腕利きが揃っていたのだが、今までのやり取りでその人数も随分と減ってしまった。
そして当然の話だが、人数が減れば一人辺りの仕事も増える。
現在、その最大の仕事はアランを運ぶことだった。
現在、アランは兵士たちによって気絶させられており、言葉を発するようなこともない。
だが……気を失った人というのは、普通に運ぶよりも重く感じてしまうものだ。
それの重さが、現在兵士たちを苦しめている。
しかし、だからといってこの状況でアランが目覚めて暴れるような真似をされるのも非常に困る。

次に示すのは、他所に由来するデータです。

use std::collections::BTreeMap;

use serde::Serialize;

use crate::{diffusion::DiffusionStats, grid::Layer, region::Region};

#[derive(Debug, Clone, Copy, Default, PartialEq, Eq, Serialize)]
pub struct LayerMetrics {
    pub total: u64,
    pub max: u8,
    pub non_zero: usize,
}

impl LayerMetrics {
    pub fn of(layer: &Layer) -> Self {
        Self {
            total: layer.total(),
            max: layer.max(),
            non_zero: layer.non_zero_cells(),
        }
    }
}

/// Summary of one region tick.
#[derive(Debug, Clone, Default, PartialEq, Eq, Serialize)]
pub struct RegionMetrics {
    pub region: String,
    pub transfers: u32,
    pub diffused: u64,
    pub dissipated: u64,
    pub layers: BTreeMap<String, LayerMetrics>,
}

impl RegionMetrics {
    pub fn collect(region: &Region, diffusion: DiffusionStats, dissipated: u64) -> Self {
        Self {
            region: region.name().to_string(),
            transfers: diffusion.transfers,
            diffused: diffusion.moved,
            dissipated,
            layers: region
                .grid
                .iter()
                .map(|(name, layer)| (name.clone(), LayerMetrics::of(layer)))
                .collect(),
        }
    }

    /// Sum of all cells over all layers after the tick.
    pub fn total_trail(&self) -> u64 {
        self.layers.values().map(|layer| layer.total).sum()
    }
}

#[cfg(test)]
mod tests {
    use super::*;
    use crate::geometry::TilePos;

    #[test]
    fn collects_every_layer() {
        let mut region = Region::new("W1N1");
        region
            .grid
            .set_level("home", TilePos::new(1, 1).unwrap(), 30);
        region
            .grid
            .set_level("home", TilePos::new(2, 1).unwrap(), 12);
        let metrics = RegionMetrics::collect(&region, DiffusionStats::default(), 0);
        assert_eq!(metrics.layers.len(), 3);
        assert_eq!(
            metrics.layers["home"],
            LayerMetrics {
                total: 42,
                max: 30,
                non_zero: 2
            }
        );
        assert_eq!(metrics.total_trail(), 42);
    }
}
use crate::{agent::Agent, config::DepositConfig, geometry::TilePos, grid::PheromoneGrid};

/// Lays the agent's trail on its current cell.
///
/// The strength fades with every step since the agent last changed goal and
/// never overwrites a stronger trail. Returns the amount written, or 0 when
/// nothing was written.
pub fn deposit(agent: &Agent, grid: &mut PheromoneGrid, config: &DepositConfig) -> u8 {
    deposit_on(agent, grid, agent.pos, config)
}

/// Same rule as [`deposit`], applied to `destination` when it lies on an edge
/// row or column. Agents leaving the region through an exit would otherwise
/// never mark the exit cell.
pub fn deposit_at_boundary(
    agent: &Agent,
    grid: &mut PheromoneGrid,
    destination: TilePos,
    config: &DepositConfig,
) -> u8 {
    if !destination.is_edge() {
        return 0;
    }
    deposit_on(agent, grid, destination, config)
}

fn deposit_on(agent: &Agent, grid: &mut PheromoneGrid, pos: TilePos, config: &DepositConfig) -> u8 {
    let Some(layer) = agent.deposit_layer.as_deref() else {
        return 0;
    };
    let current = grid.level(layer, pos) as i64;
    let amount = config.amount_after(agent.steps_since_event);
    if amount < current {
        return 0;
    }
    let written = amount.clamp(0, u8::MAX as i64) as u8;
    grid.set_level(layer, pos, written);
    written
}
use std::path::PathBuf;

use anyhow::{Context, Result};
use clap::Parser;
use tracing::info;

use trail_sim::{
    load_simulation_config_from_env, overlay, MemoryStore, Sandbox, SimulationConfig,
};

#[derive(Parser, Debug)]
#[command(author, version, about = "Headless trail simulation sandbox", long_about = None)]
struct Args {
    /// Number of ticks to run
    #[arg(long, default_value_t = 500)]
    ticks: u64,

    /// World seed
    #[arg(long, default_value_t = 1)]
    seed: u64,

    /// Number of agents placed around the home (at most 100)
    #[arg(long, default_value_t = 12)]
    agents: usize,

    /// Simulation config JSON (defaults to TRAIL_SIM_CONFIG_PATH, then builtin)
    #[arg(long)]
    config: Option<PathBuf>,

    /// Print the named layer as overlay circles (JSON) after the run
    #[arg(long = "dump-layer")]
    dump_layer: Option<String>,
}

fn main() -> Result<()> {
    tracing_subscriber::fmt()
        .with_env_filter(tracing_subscriber::EnvFilter::from_default_env())
        .init();

    let args = Args::parse();
    let config = match &args.config {
        Some(path) => SimulationConfig::from_file(path)
            .with_context(|| format!("Failed to load config at {}", path.display()))?,
        None => load_simulation_config_from_env().0,
    };

    let mut sandbox = Sandbox::demo(args.seed, args.agents, config);
    let mut store = MemoryStore::new();
    let mut moved = 0u64;
    let mut blocked = 0u64;
    for _ in 0..args.ticks {
        let report = sandbox.step();
        moved += report.moved as u64;
        blocked += report.blocked as u64;
    }
    let synced = sandbox
        .sync(&mut store)
        .context("Failed to persist sandbox state")?;

    info!(
        ticks = sandbox.tick(),
        moved,
        blocked,
        stored = sandbox.world.stored_total(),
        upgraded = sandbox.world.upgrade_progress(),
        synced_layers = synced,
        store_bytes = store.encoded_len(),
        "trail_sim headless run complete"
    );

    if let Some(name) = &args.dump_layer {
        let layer = sandbox
            .region
            .grid
            .layer(name)
            .with_context(|| format!("Unknown layer `{name}`"))?;
        let circles = overlay(layer, "#ffffff");
        println!("{}", serde_json::to_string_pretty(&circles)?);
    }

    Ok(())
}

今の状況を考えれば、アランを気絶させるというのが最善の選択なのだから。
そんな気絶したアランを抱えつつ、男たちは何とか少しでもこの場から離れるべく行動を行う。
「おい、このままガリンダミア帝国軍に向かうのか!?」
兵士の一人が、近くにいる者たちだけに聞こえるような声で尋ねる。
元々の計画では、ザッカランを脱出したらガリンダミア帝国軍に合流する予定だった。
だが、それはあくあまでも元々の計画であればの話だ。
今の状況でそのような真似をした場合、それこそ上空にいる黄金のドラゴンがガリンダミア帝国軍に攻撃してくるのではないかと、そう思ってしまう。
もちろん、ガリンダミア帝国軍の何も心核使いはいる。
それもただの心核使いではない。
ドットリオン王国軍に……正確には協力者としての立場を取っているアランとレオノーラという、強力な心核使いがいると知っている以上、それに対処するための心核使いを連れてくると、ソランタを含めた者たちは、そう聞かされていた。
だが……ならば、何故現状でその心核使いが出て来て、黄金のドラゴンに対処しないのか。

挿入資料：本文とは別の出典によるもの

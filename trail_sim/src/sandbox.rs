//! Self-contained host for demos, benches and tests.
//!
//! [`SandboxWorld`] plays the part of the game host: it owns agent bodies,
//! terrain and points of interest, answers [`WorldQuery`] lookups and carries
//! out moves and host actions. [`Sandbox`] drives one region tick by tick in
//! the order the library expects.

use std::collections::BTreeMap;

use serde::{Deserialize, Serialize};
use tracing::{debug, info};

use crate::{
    agent::{Agent, AgentId, AgentVitals},
    config::SimulationConfig,
    geometry::{TilePos, GRID_CELLS},
    metrics::RegionMetrics,
    persistence::{PersistenceError, RegionStore},
    region::Region,
    rng::{region_seed, seeded_rng, SimRng},
    state_machine::AgentAction,
    systems::{complete_move, update_agent, update_region, MoveOutcome},
    world::{PointOfInterest, TileLook, TileTraits, WorldQuery},
};

/// Resource units a body takes from a node per harvest.
pub const HARVEST_PER_TICK: u32 = 2;
/// Resource units a body spends per upgrade.
pub const UPGRADE_PER_TICK: u32 = 1;
/// Ticks of fatigue after stepping into a swamp.
pub const SWAMP_FATIGUE: u32 = 2;

/// Host-side state of one agent.
#[derive(Debug, Clone, Copy, PartialEq, Eq, Serialize, Deserialize)]
pub struct Body {
    pub pos: TilePos,
    pub carried: u32,
    pub carry_capacity: u32,
    pub fatigue: u32,
    pub spawn_ticks: u32,
}

impl Body {
    pub fn new(pos: TilePos, carry_capacity: u32) -> Self {
        Self {
            pos,
            carried: 0,
            carry_capacity,
            fatigue: 0,
            spawn_ticks: 0,
        }
    }

    pub fn vitals(&self) -> AgentVitals {
        AgentVitals {
            carried: self.carried,
            carry_capacity: self.carry_capacity,
            fatigued: self.fatigue > 0,
            spawning: self.spawn_ticks > 0,
        }
    }
}

#[derive(Debug, Clone)]
pub struct SandboxWorld {
    terrain: Vec<TileTraits>,
    points: BTreeMap<TilePos, Vec<PointOfInterest>>,
    bodies: BTreeMap<AgentId, Body>,
    occupants: BTreeMap<TilePos, AgentId>,
    upgrade_progress: u64,
}

impl Default for SandboxWorld {
    fn default() -> Self {
        Self::open()
    }
}

impl SandboxWorld {
    /// Plain terrain everywhere, nothing placed.
    pub fn open() -> Self {
        Self {
            terrain: vec![TileTraits::empty(); GRID_CELLS],
            points: BTreeMap::new(),
            bodies: BTreeMap::new(),
            occupants: BTreeMap::new(),
            upgrade_progress: 0,
        }
    }

    pub fn set_traits(&mut self, pos: TilePos, traits: TileTraits) {
        self.terrain[pos.index()] = traits;
    }

    /// Sets `traits` on every cell of the inclusive rectangle `from..=to`.
    pub fn fill_traits(&mut self, from: TilePos, to: TilePos, traits: TileTraits) {
        for y in from.y().min(to.y())..=from.y().max(to.y()) {
            for x in from.x().min(to.x())..=from.x().max(to.x()) {
                if let Some(pos) = TilePos::new(x, y) {
                    self.set_traits(pos, traits);
                }
            }
        }
    }

    pub fn traits(&self, pos: TilePos) -> TileTraits {
        self.terrain[pos.index()]
    }

    pub fn place(&mut self, pos: TilePos, point: PointOfInterest) {
        self.points.entry(pos).or_default().push(point);
    }

    pub fn points_at(&self, pos: TilePos) -> &[PointOfInterest] {
        self.points.get(&pos).map(Vec::as_slice).unwrap_or(&[])
    }

    /// Puts a body into the world; refuses tiles that cannot be stood on.
    pub fn add_body(&mut self, id: AgentId, body: Body) -> bool {
        let free = self
            .look(body.pos)
            .map(|look| look.is_walkable(false))
            .unwrap_or(false);
        if !free || self.bodies.contains_key(&id) {
            return false;
        }
        self.occupants.insert(body.pos, id);
        self.bodies.insert(id, body);
        true
    }

    pub fn remove_body(&mut self, id: AgentId) -> Option<Body> {
        let body = self.bodies.remove(&id)?;
        self.occupants.remove(&body.pos);
        Some(body)
    }

    pub fn body(&self, id: AgentId) -> Option<&Body> {
        self.bodies.get(&id)
    }

    pub fn is_occupied(&self, pos: TilePos) -> bool {
        self.occupants.contains_key(&pos)
    }

    pub fn upgrade_progress(&self) -> u64 {
        self.upgrade_progress
    }

    /// Resources held by every home structure.
    pub fn stored_total(&self) -> u64 {
        self.points
            .values()
            .flatten()
            .map(|point| match point {
                PointOfInterest::Home { stored, .. } => *stored as u64,
                _ => 0,
            })
            .sum()
    }

    /// Resources carried by every body.
    pub fn carried_total(&self) -> u64 {
        self.bodies.values().map(|body| body.carried as u64).sum()
    }

    /// Cools down fatigue and spawn timers.
    pub fn begin_tick(&mut self) {
        for body in self.bodies.values_mut() {
            body.fatigue = body.fatigue.saturating_sub(1);
            body.spawn_ticks = body.spawn_ticks.saturating_sub(1);
        }
    }

    /// Attempts to move a body onto `destination`.
    pub fn try_move(&mut self, id: AgentId, destination: TilePos) -> MoveOutcome {
        let walkable = self
            .look(destination)
            .map(|look| look.is_walkable(false))
            .unwrap_or(false);
        let Some(body) = self.bodies.get_mut(&id) else {
            return MoveOutcome::Blocked;
        };
        if !walkable {
            return MoveOutcome::Blocked;
        }
        self.occupants.remove(&body.pos);
        self.occupants.insert(destination, id);
        body.pos = destination;
        if self.terrain[destination.index()].contains(TileTraits::SWAMP) {
            body.fatigue = SWAMP_FATIGUE;
        }
        MoveOutcome::Moved
    }

    /// Carries out a host action. Returns the amount of resource moved.
    pub fn apply(&mut self, id: AgentId, action: &AgentAction) -> u32 {
        let Some(body) = self.bodies.get_mut(&id) else {
            return 0;
        };
        match *action {
            AgentAction::Transfer { target } => {
                let homes = self.points.get_mut(&target).into_iter().flatten();
                for point in homes {
                    if let PointOfInterest::Home { stored, capacity } = point {
                        let amount = body.carried.min(capacity.saturating_sub(*stored));
                        *stored += amount;
                        body.carried -= amount;
                        return amount;
                    }
                }
                0
            }
            AgentAction::Harvest { target } => {
                let room = body.carry_capacity.saturating_sub(body.carried);
                let nodes = self.points.get_mut(&target).into_iter().flatten();
                for point in nodes {
                    if let PointOfInterest::ResourceNode { available } = point {
                        if *available == 0 {
                            continue;
                        }
                        let amount = HARVEST_PER_TICK.min(*available).min(room);
                        *available -= amount;
                        body.carried += amount;
                        return amount;
                    }
                }
                0
            }
            AgentAction::Upgrade { target } => {
                let owned = self
                    .points
                    .get(&target)
                    .into_iter()
                    .flatten()
                    .any(|point| matches!(point, PointOfInterest::UpgradeTarget { owned: true }));
                if !owned {
                    return 0;
                }
                let amount = body.carried.min(UPGRADE_PER_TICK);
                body.carried -= amount;
                self.upgrade_progress += amount as u64;
                amount
            }
        }
    }
}

impl WorldQuery for SandboxWorld {
    fn look(&self, pos: TilePos) -> Option<TileLook> {
        Some(TileLook {
            traits: self.terrain[pos.index()],
            occupied: self.is_occupied(pos),
            points: self.points_at(pos).to_vec(),
        })
    }
}

/// Counters for one sandbox tick.
#[derive(Debug, Clone, Default, PartialEq, Eq, Serialize)]
pub struct SandboxReport {
    pub tick: u64,
    pub region: RegionMetrics,
    pub moved: u32,
    pub blocked: u32,
    pub idle: u32,
    pub actions: u32,
}

/// One region, its agents and the world they live in.
#[derive(Debug)]
pub struct Sandbox {
    pub world: SandboxWorld,
    pub region: Region,
    agents: BTreeMap<AgentId, Agent>,
    config: SimulationConfig,
    rng: SimRng,
    tick: u64,
}

impl Sandbox {
    pub fn new(region: Region, world: SandboxWorld, config: SimulationConfig, seed: u64) -> Self {
        let rng = seeded_rng(region_seed(seed, region.name()));
        Self {
            world,
            region,
            agents: BTreeMap::new(),
            config,
            rng,
            tick: 0,
        }
    }

    /// One home, two resource nodes and an owned upgrade target, with a wall
    /// and a swamp patch in between. Agents start packed around the home and
    /// come out of the spawner four per tick; at most 100 are placed.
    pub fn demo(seed: u64, agent_count: usize, config: SimulationConfig) -> Self {
        let mut world = SandboxWorld::open();
        let points = [
            (
                (10, 10),
                PointOfInterest::Home {
                    stored: 0,
                    capacity: 300,
                },
            ),
            ((40, 38), PointOfInterest::ResourceNode { available: 100_000 }),
            ((8, 40), PointOfInterest::ResourceNode { available: 100_000 }),
            ((40, 8), PointOfInterest::UpgradeTarget { owned: true }),
        ];
        for ((x, y), point) in points {
            if let Some(pos) = TilePos::new(x, y) {
                world.place(pos, point);
            }
        }
        let patches = [
            ((25, 10), (25, 35), TileTraits::WALL),
            ((30, 20), (34, 26), TileTraits::SWAMP),
        ];
        for ((x0, y0), (x1, y1), traits) in patches {
            if let (Some(from), Some(to)) = (TilePos::new(x0, y0), TilePos::new(x1, y1)) {
                world.fill_traits(from, to, traits);
            }
        }

        let mut sandbox = Self::new(Region::new("sandbox"), world, config, seed);
        let slots = (12..22u8).flat_map(|y| (12..22u8).filter_map(move |x| TilePos::new(x, y)));
        for (index, pos) in slots.take(agent_count).enumerate() {
            sandbox.spawn_agent(AgentId(index as u64 + 1), pos, 50, (index / 4) as u32);
        }
        info!(
            target: "trail_sim::sandbox",
            seed,
            agents = sandbox.agents.len(),
            "sandbox.demo_ready"
        );
        sandbox
    }

    /// Adds a body and its trail state. Returns `false` if the tile is taken.
    pub fn spawn_agent(
        &mut self,
        id: AgentId,
        pos: TilePos,
        carry_capacity: u32,
        spawn_ticks: u32,
    ) -> bool {
        let body = Body {
            spawn_ticks,
            ..Body::new(pos, carry_capacity)
        };
        if !self.world.add_body(id, body) {
            return false;
        }
        self.agents
            .insert(id, Agent::spawn(id, pos, &self.config.layers));
        true
    }

    /// Removes an agent from the world and drops its stored record.
    pub fn remove_agent<S: RegionStore + ?Sized>(
        &mut self,
        id: AgentId,
        store: &mut S,
    ) -> Result<bool, PersistenceError> {
        let known = self.agents.remove(&id).is_some();
        self.world.remove_body(id);
        store.forget_agent(id)?;
        Ok(known)
    }

    /// Replaces the trail state of an existing agent, e.g. after a restore.
    pub fn replace_agent(&mut self, agent: Agent) -> bool {
        match self.agents.get_mut(&agent.id) {
            Some(slot) => {
                *slot = agent;
                true
            }
            None => false,
        }
    }

    pub fn agent(&self, id: AgentId) -> Option<&Agent> {
        self.agents.get(&id)
    }

    pub fn agents(&self) -> impl Iterator<Item = &Agent> {
        self.agents.values()
    }

    pub fn tick(&self) -> u64 {
        self.tick
    }

    /// Runs one full tick: region dynamics, then every agent by ascending id.
    pub fn step(&mut self) -> SandboxReport {
        self.tick += 1;
        self.world.begin_tick();
        let mut report = SandboxReport {
            tick: self.tick,
            region: update_region(&mut self.region, &self.config, &mut self.rng),
            ..SandboxReport::default()
        };

        for (id, agent) in self.agents.iter_mut() {
            let Some(vitals) = self.world.body(*id).map(Body::vitals) else {
                continue;
            };
            let tick = update_agent(
                agent,
                &vitals,
                &mut self.region,
                &self.world,
                &self.config,
                &mut self.rng,
            );
            for action in &tick.actions {
                self.world.apply(*id, action);
            }
            report.actions += tick.actions.len() as u32;

            let Some(request) = tick.move_request else {
                report.idle += 1;
                continue;
            };
            let outcome = self.world.try_move(*id, request.destination);
            match outcome {
                MoveOutcome::Moved => report.moved += 1,
                MoveOutcome::Blocked => report.blocked += 1,
            }
            complete_move(agent, &mut self.region, request.direction, outcome, &self.config);
        }

        debug!(
            target: "trail_sim::sandbox",
            tick = self.tick,
            moved = report.moved,
            blocked = report.blocked,
            idle = report.idle,
            actions = report.actions,
            "sandbox.tick"
        );
        report
    }

    /// Persists dirty layers and every agent record.
    pub fn sync<S: RegionStore + ?Sized>(&mut self, store: &mut S) -> Result<usize, PersistenceError> {
        let layers = self.region.sync(store)?;
        for agent in self.agents.values() {
            store.store_agent(agent)?;
        }
        Ok(layers)
    }
}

もしここで黄金のドラゴンを倒すことが出来れば、それはガリンダミア帝国軍として大きな意味を持つことのはずだろう。
そんな状況で、黄金のドラゴンに狙われている自分たちがガリンダミア帝国軍の陣地に逃げ込むような真似をした場合、それはガリンダミア帝国軍に対する黄金のドラゴンの攻撃を誘発し、敗北に直結するのではないか。
それを恐れたのだ。
だが……ここでガリンダミア帝国軍に向かわないというのは、味方を見捨てるということにもなりかねない。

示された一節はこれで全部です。